Thursday 11 December 2014

COP 20: Sections K and L.

Yesterday I said that the focus of negotiations needs to be on getting the rules governing Nationally Determined Contributions (NDC's) finalised in order to allow INDC's to be submitted in the first quarter of 2015. As such I've leapt forward to deal with sections K (paragraphs 68 through 79) and L (Paragraph 80) of the December 8th draft.

Section K: Timeframes, Processes and Other Matters: This section deals primarily with the ex ante and post review processes. Therefore I think I should start by laying out my grand vision for what these processes should be;

I think both the review processes should resemble an academic peer review process as closely as possible. That means they should be scientific rather then providing an opportunity for political point scoring. For this to happen it is essential that all NDC's need to be published so any nation can choose to review any other nation it wishes.

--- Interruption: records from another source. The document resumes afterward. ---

//! Product catalog data model.
//!
//! The catalog is a flat JSON file of product records created offline; the
//! search core treats it as read-only input. Brands and categories are
//! closed sets, so they are real enums rather than free strings: the wire
//! names below match the catalog file and the index payload exactly, and
//! the same names feed the agent's tool schema and instructions.

use serde::{Deserialize, Serialize};
use std::fmt;
use std::path::Path;
use std::str::FromStr;

use crate::error::{Error, Result};

/// Clothing brands carried by the catalog.
#[derive(Debug, Clone, Copy, PartialEq, Eq, Hash, Serialize, Deserialize)]
pub enum Brand {
    Zara,
    #[serde(rename = "Levi's")]
    Levis,
    #[serde(rename = "H&M")]
    Hm,
    Uniqlo,
    Adidas,
}

impl Brand {
    /// Every brand, in catalog order.
    pub const ALL: [Brand; 5] = [Brand::Zara, Brand::Levis, Brand::Hm, Brand::Uniqlo, Brand::Adidas];

    /// Wire name as it appears in the catalog file and index payload.
    pub fn as_str(&self) -> &'static str {
        match self {
            Brand::Zara => "Zara",
            Brand::Levis => "Levi's",
            Brand::Hm => "H&M",
            Brand::Uniqlo => "Uniqlo",
            Brand::Adidas => "Adidas",
        }
    }
}

impl fmt::Display for Brand {
    fn fmt(&self, f: &mut fmt::Formatter<'_>) -> fmt::Result {
        f.write_str(self.as_str())
    }
}

impl FromStr for Brand {
    type Err = Error;

    fn from_str(s: &str) -> Result<Self> {
        Brand::ALL
            .into_iter()
            .find(|b| b.as_str().eq_ignore_ascii_case(s))
            .ok_or_else(|| Error::InvalidRequest(format!("unknown brand '{}'", s)))
    }
}

/// Clothing categories carried by the catalog.
#[derive(Debug, Clone, Copy, PartialEq, Eq, Hash, Serialize, Deserialize)]
#[serde(rename_all = "lowercase")]
pub enum Category {
    Dresses,
    Pants,
    Shirts,
    Sweaters,
    #[serde(rename = "t-shirts")]
    TShirts,
    Skirts,
    Jackets,
}

impl Category {
    /// Every category, in catalog order.
    pub const ALL: [Category; 7] = [
        Category::Dresses,
        Category::Pants,
        Category::Shirts,
        Category::Sweaters,
        Category::TShirts,
        Category::Skirts,
        Category::Jackets,
    ];

    /// Wire name as it appears in the catalog file and index payload.
    pub fn as_str(&self) -> &'static str {
        match self {
            Category::Dresses => "dresses",
            Category::Pants => "pants",
            Category::Shirts => "shirts",
            Category::Sweaters => "sweaters",
            Category::TShirts => "t-shirts",
            Category::Skirts => "skirts",
            Category::Jackets => "jackets",
        }
    }
}

impl fmt::Display for Category {
    fn fmt(&self, f: &mut fmt::Formatter<'_>) -> fmt::Result {
        f.write_str(self.as_str())
    }
}

impl FromStr for Category {
    type Err = Error;

    fn from_str(s: &str) -> Result<Self> {
        Category::ALL
            .into_iter()
            .find(|c| c.as_str().eq_ignore_ascii_case(s))
            .ok_or_else(|| Error::InvalidRequest(format!("unknown category '{}'", s)))
    }
}

/// A single inventory item.
///
/// `id` is the stable join key between the catalog file and the index
/// payload; it must round-trip through ingestion unchanged.
#[derive(Debug, Clone, PartialEq, Serialize, Deserialize)]
pub struct Product {
    pub id: String,
    pub name: String,
    pub category: Category,
    pub brand: Brand,
    pub price: f64,
    pub color: String,
    pub material: String,
    pub size: Vec<String>,
    pub description: String,
    #[serde(default, skip_serializing_if = "Option::is_none")]
    pub url: Option<String>,
}

/// Load the product catalog from a JSON file.
pub fn load_catalog(path: impl AsRef<Path>) -> Result<Vec<Product>> {
    let path = path.as_ref();
    let raw = std::fs::read_to_string(path)
        .map_err(|e| Error::Catalog(format!("failed to read {}: {}", path.display(), e)))?;
    serde_json::from_str(&raw)
        .map_err(|e| Error::Catalog(format!("failed to parse {}: {}", path.display(), e)))
}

However I think that as this is likely to end up with just 192 reviews of the US' NDC's there also needs to be a supervisory panel that will carry out its own reviews. It will be able to both select nations it wishes to review and accept requests by nations for it to review their work. To make sure all NDC's are reviewed and to build capacity across the board the supervisory panel should also assign nations into roundtable type working groups. Those working groups will then each carry out reviews of a handful of nations that are assigned to them by the supervisory panel. 

It is vital that the process is non-punitive and non-prescriptive meaning that no party will be bound by comments made by their reviewers particularly over subjective issues like "Fairness." If this is allowed then it stops being a scientific process and becomes a political one. The fights that will cause will undermine the process and could lead to the entire agreement collapsing. However nations will be free to publish their reviews as publicly and widely as they like if they wish to attempt to embarrass a nation into taking more ambitious action.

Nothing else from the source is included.